======== RECORDED INFORMATION ========

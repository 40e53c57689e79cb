//! Per-head attention weights for the transformer view.

use rand::Rng;

use super::epoch_rng;
use crate::{driver::Snapshot, topology::Variant};

pub const HEADS: usize = 4;
pub const TOKENS: usize = 6;

const SALT: u64 = 0xA77E;

#[derive(Debug, Clone, PartialEq)]
pub struct AttentionHead {
    /// Display scale in `0..=1`; 0 means collapsed.
    pub scale: f64,
    /// `TOKENS x TOKENS`, every row sums to 1.
    pub weights: Vec<Vec<f64>>,
}

#[derive(Debug, Clone, PartialEq)]
pub struct AttentionFrame {
    pub heads: Vec<AttentionHead>,
}

impl AttentionFrame {
    /// Collapsed heads with uniform weights.
    pub fn hidden() -> Self {
        let uniform = vec![vec![1.0 / TOKENS as f64; TOKENS]; TOKENS];
        Self {
            heads: (0..HEADS)
                .map(|_| AttentionHead {
                    scale: 0.0,
                    weights: uniform.clone(),
                })
                .collect(),
        }
    }

    pub fn is_visible(&self) -> bool {
        self.heads.iter().any(|h| h.scale > 0.0)
    }
}

/// Attention heatmaps for the transformer topology.
#[derive(Debug, Clone, Copy)]
pub struct AttentionOverlay {
    seed: u64,
}

impl AttentionOverlay {
    pub fn new(seed: u64) -> Self {
        Self { seed }
    }

    pub fn render(&self, snapshot: &Snapshot<'_>) -> AttentionFrame {
        if snapshot.variant() != Variant::Transformer || snapshot.epoch == 0 {
            return AttentionFrame::hidden();
        }

        let progress = snapshot.progress.clamp(0.0, 1.0);
        let sharpness = 1.0 + 4.0 * progress;
        let mut rng = epoch_rng(self.seed, snapshot.epoch, SALT);

        let heads = (0..HEADS)
            .map(|h| {
                // Head `h` learns to look `h` tokens back.
                let weights = (0..TOKENS)
                    .map(|i| {
                        let focus = (i + TOKENS - h % TOKENS) % TOKENS;
                        let logits: Vec<f64> = (0..TOKENS)
                            .map(|j| {
                                let target = if j == focus { sharpness } else { 0.0 };
                                target + rng.random::<f64>() * 0.5
                            })
                            .collect();
                        softmax(&logits)
                    })
                    .collect();
                AttentionHead {
                    scale: progress,
                    weights,
                }
            })
            .collect();

        AttentionFrame { heads }
    }
}

fn softmax(logits: &[f64]) -> Vec<f64> {
    let max = logits.iter().copied().fold(f64::NEG_INFINITY, f64::max);
    let exps: Vec<f64> = logits.iter().map(|l| (l - max).exp()).collect();
    let sum: f64 = exps.iter().sum();
    exps.into_iter().map(|e| e / sum).collect()
}

#[cfg(test)]
mod tests {
    use super::*;
    use crate::{
        driver::RunState,
        topology::{layers_for, Topology},
    };

    fn snap(topology: &Topology, epoch: usize) -> Snapshot<'_> {
        Snapshot {
            state: RunState::Running,
            epoch,
            max_epochs: 9,
            progress: epoch as f64 / 9.0,
            history: &[],
            topology,
        }
    }

    #[test]
    fn rows_are_distributions() {
        let t = layers_for(Variant::Transformer);
        let frame = AttentionOverlay::new(1).render(&snap(&t, 6));
        assert_eq!(frame.heads.len(), HEADS);
        for head in &frame.heads {
            assert!((head.scale - 6.0 / 9.0).abs() < 1e-12);
            for row in &head.weights {
                let sum: f64 = row.iter().sum();
                assert!((sum - 1.0).abs() < 1e-9);
            }
        }
    }

    #[test]
    fn focus_dominates_late_in_training() {
        let t = layers_for(Variant::Transformer);
        let frame = AttentionOverlay::new(5).render(&snap(&t, 9));
        let head0 = &frame.heads[0];
        for (i, row) in head0.weights.iter().enumerate() {
            let argmax = row
                .iter()
                .enumerate()
                .max_by(|a, b| a.1.total_cmp(b.1))
                .map(|(j, _)| j);
            assert_eq!(argmax, Some(i));
        }
    }

    #[test]
    fn other_topologies_stay_hidden() {
        let t = layers_for(Variant::Rnn);
        let frame = AttentionOverlay::new(1).render(&snap(&t, 3));
        assert!(!frame.is_visible());
        assert_eq!(frame, AttentionFrame::hidden());
    }
}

========

▶ [GOAL OF THE EXERCISE]: Copy the records above exactly.

▶ [RESPONSE FOR THIS EXERCISE]:
repository 40e53c57689e79cb
//! Per-head attention weights for the transformer view.

use rand::Rng;

use super::epoch_rng;
use crate::{driver::Snapshot, topology::Variant};

pub const HEADS: usize = 4;
pub const TOKENS: usize = 6;

const SALT: u64 = 0xA77E;

#[derive(Debug, Clone, PartialEq)]
pub struct AttentionHead {
    /// Display scale in `0..=1`; 0 means collapsed.
    pub scale: f64,
    /// `TOKENS x TOKENS`, every row sums to 1.
    pub weights: Vec<Vec<f64>>,
}

#[derive(Debug, Clone, PartialEq)]
pub struct AttentionFrame {
    pub heads: Vec<AttentionHead>,
}

impl AttentionFrame {
    /// Collapsed heads with uniform weights.
    pub fn hidden() -> Self {
        let uniform = vec![vec![1.0 / TOKENS as f64; TOKENS]; TOKENS];
        Self {
            heads: (0..HEADS)
                .map(|_| AttentionHead {
                    scale: 0.0,
                    weights: uniform.clone(),
                })
                .collect(),
        }
    }

    pub fn is_visible(&self) -> bool {
        self.heads.iter().any(|h| h.scale > 0.0)
    }
}

/// Attention heatmaps for the transformer topology.
#[derive(Debug, Clone, Copy)]
pub struct AttentionOverlay {
    seed: u64,
}

impl AttentionOverlay {
    pub fn new(seed: u64) -> Self {
        Self { seed }
    }

    pub fn render(&self, snapshot: &Snapshot<'_>) -> AttentionFrame {
        if snapshot.variant() != Variant::Transformer || snapshot.epoch == 0 {
            return AttentionFrame::hidden();
        }

        let progress = snapshot.progress.clamp(0.0, 1.0);
        let sharpness = 1.0 + 4.0 * progress;
        let mut rng = epoch_rng(self.seed, snapshot.epoch, SALT);

        let heads = (0..HEADS)
            .map(|h| {
                // Head `h` learns to look `h` tokens back.
                let weights = (0..TOKENS)
                    .map(|i| {
                        let focus = (i + TOKENS - h % TOKENS) % TOKENS;
                        let logits: Vec<f64> = (0..TOKENS)
                            .map(|j| {
                                let target = if j == focus { sharpness } else { 0.0 };
                                target + rng.random::<f64>() * 0.5
                            })
                            .collect();
                        softmax(&logits)
                    })
                    .collect();
                AttentionHead {
                    scale: progress,
                    weights,
                }
            })
            .collect();

        AttentionFrame { heads }
    }
}

fn softmax(logits: &[f64]) -> Vec<f64> {
    let max = logits.iter().copied().fold(f64::NEG_INFINITY, f64::max);
    let exps: Vec<f64> = logits.iter().map(|l| (l - max).exp()).collect();
    let sum: f64 = exps.iter().sum();
    exps.into_iter().map(|e| e / sum).collect()
}

#[cfg(test)]
mod tests {
    use super::*;
    use crate::{
        driver::RunState,
        topology::{layers_for, Topology},
    };

    fn snap(topology: &Topology, epoch: usize) -> Snapshot<'_> {
        Snapshot {
            state: RunState::Running,
            epoch,
            max_epochs: 9,
            progress: epoch as f64 / 9.0,
            history: &[],
            topology,
        }
    }

    #[test]
    fn rows_are_distributions() {
        let t = layers_for(Variant::Transformer);
        let frame = AttentionOverlay::new(1).render(&snap(&t, 6));
        assert_eq!(frame.heads.len(), HEADS);
        for head in &frame.heads {
            assert!((head.scale - 6.0 / 9.0).abs() < 1e-12);
            for row in &head.weights {
                let sum: f64 = row.iter().sum();
                assert!((sum - 1.0).abs() < 1e-9);
            }
        }
    }

    #[test]
    fn focus_dominates_late_in_training() {
        let t = layers_for(Variant::Transformer);
        let frame = AttentionOverlay::new(5).render(&snap(&t, 9));
        let head0 = &frame.heads[0];
        for (i, row) in head0.weights.iter().enumerate() {
            let argmax = row
                .iter()
                .enumerate()
                .max_by(|a, b| a.1.total_cmp(b.1))
                .map(|(j, _)| j);
            assert_eq!(argmax, Some(i));
        }
    }

    #[test]
    fn other_topologies_stay_hidden() {
        let t = layers_for(Variant::Rnn);
        let frame = AttentionOverlay::new(1).render(&snap(&t, 3));
        assert!(!frame.is_visible());
        assert_eq!(frame, AttentionFrame::hidden());
    }
}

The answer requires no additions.